[Dataset entries]
▬▬▬▬▬▬

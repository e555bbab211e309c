//! The per-entity scanning frame.

use super::source::{InputSource, ResourceIdentifier};

/// What an open entity is.
#[derive(Debug, Clone, Copy, PartialEq, Eq)]
pub enum EntityKind {
    /// The document entity (`[xml]`).
    Document,
    /// A general entity referenced from content or an attribute value.
    General,
    /// A parameter entity referenced from the DTD.
    Parameter,
    /// The external DTD subset (`[dtd]`).
    ExternalSubset,
}

/// One open input context on the entity stack.
///
/// The buffer always has `ch.len()` slots; only `ch[..count]` holds input
/// and `ch[position..count]` is still unread, so
/// `0 <= position <= count <= ch.len()` at every point. `base_char_offset`
/// is the absolute offset of `ch[0]` within the entity, which keeps
/// location reporting exact across window shifts.
#[derive(Debug)]
pub struct ScannedEntity {
    /// Entity name, or a pseudo-name such as `[xml]` or `[dtd]`.
    pub name: String,
    pub kind: EntityKind,
    pub(crate) source: InputSource,
    pub(crate) ch: Vec<char>,
    pub(crate) position: usize,
    pub(crate) count: usize,
    /// Start of the token being scanned, kept across refills.
    pub(crate) start_position: usize,
    pub(crate) line: u32,
    pub(crate) column: u32,
    pub(crate) base_char_offset: usize,
    /// Quote characters do not end a literal while scanning this entity.
    pub(crate) literal: bool,
    /// Newline normalization and the external character rules apply.
    pub(crate) is_external: bool,
    /// Refills may read more than one character at a time.
    pub(crate) may_read_chunks: bool,
    /// General (as opposed to parameter) entity, for limit bucketing.
    pub(crate) is_ge: bool,
    /// The source reached end of input.
    pub(crate) exhausted: bool,
    /// Encoding named by the entity's XML or text declaration.
    pub(crate) encoding: Option<String>,
    /// Element depth when the entity was opened.
    pub(crate) element_depth: usize,
}

impl ScannedEntity {
    /// Creates a frame at line 1, column 1 with an empty buffer.
    pub(crate) fn new(
        name: impl Into<String>,
        kind: EntityKind,
        source: InputSource,
        is_external: bool,
        buffer_size: usize,
    ) -> Self {
        Self {
            name: name.into(),
            kind,
            source,
            ch: vec!['\0'; buffer_size.max(1)],
            position: 0,
            count: 0,
            start_position: 0,
            line: 1,
            column: 1,
            base_char_offset: 0,
            literal: false,
            is_external,
            may_read_chunks: true,
            is_ge: kind == EntityKind::General,
            exhausted: false,
            encoding: None,
            element_depth: 0,
        }
    }

    /// Number of unread characters in the buffer.
    #[must_use]
    pub fn available(&self) -> usize {
        self.count - self.position
    }

    /// Identifiers of the underlying source.
    #[must_use]
    pub fn identifier(&self) -> &ResourceIdentifier {
        self.source.identifier()
    }

    /// Current line number (1-based).
    #[must_use]
    pub fn line(&self) -> u32 {
        self.line
    }

    /// Current column number (1-based).
    #[must_use]
    pub fn column(&self) -> u32 {
        self.column
    }

    /// Absolute character offset of the next unread character.
    #[must_use]
    pub fn char_offset(&self) -> usize {
        self.base_char_offset + self.position
    }

    /// Returns `true` if this frame is inside a literal value.
    #[must_use]
    pub fn is_literal(&self) -> bool {
        self.literal
    }

    /// Returns `true` if this frame reads an external resource.
    #[must_use]
    pub fn is_external(&self) -> bool {
        self.is_external
    }

    /// Capacity of the character buffer.
    #[must_use]
    pub fn buffer_len(&self) -> usize {
        self.ch.len()
    }
}

#[cfg(test)]
mod tests {
    use super::*;

    #[test]
    fn test_new_frame_defaults() {
        let e = ScannedEntity::new(
            "[xml]",
            EntityKind::Document,
            InputSource::from_string("<a/>"),
            true,
            16,
        );
        assert_eq!(e.available(), 0);
        assert_eq!((e.line(), e.column()), (1, 1));
        assert_eq!(e.char_offset(), 0);
        assert_eq!(e.buffer_len(), 16);
        assert!(!e.is_ge);
        assert!(e.is_external());
        assert!(!e.is_literal());
    }

    #[test]
    fn test_general_entities_are_bucketed_as_ge() {
        let e = ScannedEntity::new(
            "foo",
            EntityKind::General,
            InputSource::from_string("bar"),
            false,
            0,
        );
        assert!(e.is_ge);
        assert_eq!(e.buffer_len(), 1);
    }
}
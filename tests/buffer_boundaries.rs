//! Scans the same documents with every small buffer size, so that each
//! token is split by a refill at every possible offset.

#![allow(clippy::unwrap_used)]

mod common;

use pretty_assertions::assert_eq;

use common::{error, events, record};
use xmlscan::document::{DocumentScanner, EventKind};
use xmlscan::entity::InputSource;
use xmlscan::parser::ParseOptions;

const SIZES: std::ops::RangeInclusive<usize> = 1..=24;

fn with_buffer(size: usize) -> ParseOptions {
    ParseOptions::default().buffer_size(size)
}

// ---------------------------------------------------------------------------
// Newline normalization
// ---------------------------------------------------------------------------

#[test]
fn test_newlines_fold_at_every_split() {
    let input = "<r>a\r\nb\rc\nd\r\n\r\ne</r>";
    for size in SIZES {
        let (recorder, result) = record(input, &with_buffer(size));
        result.unwrap();
        assert_eq!(recorder.text(), "a\nb\nc\nd\n\ne", "buffer size {size}");
    }
}

#[test]
fn test_line_count_follows_folded_newlines() {
    let input = "<r>a\r\nb\rc\nd</x>";
    for size in SIZES {
        let err = error(input, &with_buffer(size));
        assert_eq!(err.code, "ETagRequired");
        assert_eq!(err.location.line, 4, "buffer size {size}");
    }
}

#[test]
fn test_xml11_folds_nel_and_line_separator() {
    let input = "<?xml version='1.1'?><r>a\u{85}b\u{2028}c\r\u{85}d</r>";
    for size in SIZES {
        let (recorder, result) = record(input, &with_buffer(size));
        result.unwrap();
        assert_eq!(recorder.text(), "a\nb\nc\nd", "buffer size {size}");
    }
}

#[test]
fn test_split_crlf_in_system_literal_counts_one_line() {
    let input = "<!DOCTYPE r SYSTEM 'ab\r\ncd'>\n<r></x>";
    for size in 1..=30 {
        let (recorder, result) = record(input, &with_buffer(size));
        let err = result.unwrap_err();
        assert_eq!(err.code, "ETagRequired");
        assert_eq!(err.location.line, 3, "buffer size {size}");
        assert!(
            recorder.events.contains(&"doctype(r,ab\ncd)".to_string()),
            "buffer size {size}: {:?}",
            recorder.events
        );
    }
}

#[test]
fn test_xml10_keeps_nel() {
    let (recorder, result) = record("<r>a\u{85}b</r>", &with_buffer(2));
    result.unwrap();
    assert_eq!(recorder.text(), "a\u{85}b");
}

#[test]
fn test_attribute_newlines_become_spaces() {
    for size in SIZES {
        let got = events("<r a='x\r\ny\tz'/>", &with_buffer(size));
        assert_eq!(got[1], "emptyElement(r,[a=x y z])", "buffer size {size}");
    }
}

// ---------------------------------------------------------------------------
// Names and delimiters
// ---------------------------------------------------------------------------

#[test]
fn test_names_are_identical_for_every_split() {
    let element = "averyveryverylongelementname-with.parts_42";
    let attribute = "another_long.attribute-name";
    let input = format!("<{element} {attribute}='v'></{element}>");
    let expected = events(&input, &with_buffer(8192));
    for size in SIZES {
        assert_eq!(events(&input, &with_buffer(size)), expected, "buffer size {size}");
    }
    assert_eq!(expected[1], format!("startElement({element},[{attribute}=v])"));
}

#[test]
fn test_prefixed_names_are_identical_for_every_split() {
    let input = "<prefix:element xmlns:prefix='urn:p' prefix:attr='v'/>";
    let expected = events(input, &with_buffer(8192));
    for size in SIZES {
        assert_eq!(events(input, &with_buffer(size)), expected, "buffer size {size}");
    }
    assert!(expected[2].starts_with("emptyElement(prefix:element{urn:p},"));
}

#[test]
fn test_delimiters_split_across_refills() {
    let input = "<r><![CDATA[a]]b]>c]]><!--x-y--><?pi d?e?></r>";
    for size in SIZES {
        let got = events(input, &with_buffer(size));
        let text: String = got
            .iter()
            .filter_map(|e| e.strip_prefix("characters("))
            .map(|t| t.trim_end_matches(')'))
            .collect();
        assert_eq!(text, "a]]b]>c", "buffer size {size}");
        assert!(got.contains(&"comment(x-y)".to_string()), "buffer size {size}");
        assert!(got.contains(&"pi(pi,d?e)".to_string()), "buffer size {size}");
    }
}

#[test]
fn test_xml_declaration_with_tiny_buffer() {
    let input = "<?xml version='1.0' encoding='UTF-8' standalone='no'?><r/>";
    for size in SIZES {
        let got = events(input, &with_buffer(size));
        assert_eq!(
            got[1], "xmlDecl(version=1.0,encoding=UTF-8,standalone=false)",
            "buffer size {size}"
        );
    }
}

#[test]
fn test_characters_are_bounded_by_buffer_size() {
    let input = format!("<r>{}&amp;b&#65;\r\nc</r>", "a".repeat(10_000));
    let expected = format!("{}&bA\nc", "a".repeat(10_000));
    for size in [1, 2, 3, 8, 64, 1000] {
        let (recorder, result) = record(&input, &with_buffer(size));
        result.unwrap();
        let payloads: Vec<&str> = recorder
            .events
            .iter()
            .filter_map(|e| e.strip_prefix("characters(")?.strip_suffix(')'))
            .collect();
        assert!(payloads.len() >= 10_000 / size, "buffer size {size}");
        for payload in &payloads {
            assert!(payload.chars().count() <= size, "buffer size {size}: {payload:?}");
        }
        assert_eq!(payloads.concat(), expected, "buffer size {size}");
    }
}

// ---------------------------------------------------------------------------
// Entity nesting
// ---------------------------------------------------------------------------

const NESTED: &str = "<!DOCTYPE r [\
    <!ENTITY a 'x&b;y'>\
    <!ENTITY b 'z&c;'>\
    <!ENTITY c '!'>\
]><r>&a;-&b;<e>&c;</e></r>";

#[test]
fn test_entity_depth_is_conserved() {
    for size in SIZES {
        let (recorder, result) = record(NESTED, &with_buffer(size));
        result.unwrap();
        assert_eq!(recorder.entity_depth, 0, "buffer size {size}");
        assert_eq!(recorder.max_entity_depth, 3, "buffer size {size}");
        assert_eq!(
            recorder.count("startEntity"),
            recorder.count("endEntity"),
            "buffer size {size}"
        );
        assert_eq!(recorder.text(), "xz!y-z!!", "buffer size {size}");
    }
}

#[test]
fn test_session_entity_depth_returns_to_zero() {
    let options = with_buffer(3);
    let mut recorder = common::Recorder::default();
    let mut scanner = DocumentScanner::new(InputSource::from_string(NESTED), &options, &mut recorder);
    let mut deepest = 0;
    loop {
        let event = scanner.next_event().unwrap();
        deepest = deepest.max(scanner.entity_depth());
        if event == EventKind::EndDocument {
            break;
        }
    }
    assert_eq!(deepest, 3);
    assert_eq!(scanner.entity_depth(), 0);
}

▬▬▬▬▬▬

Assignment: Report all lines above with "super".

Reply to the exercise:
use super::source::{InputSource, ResourceIdentifier};
    use super::*;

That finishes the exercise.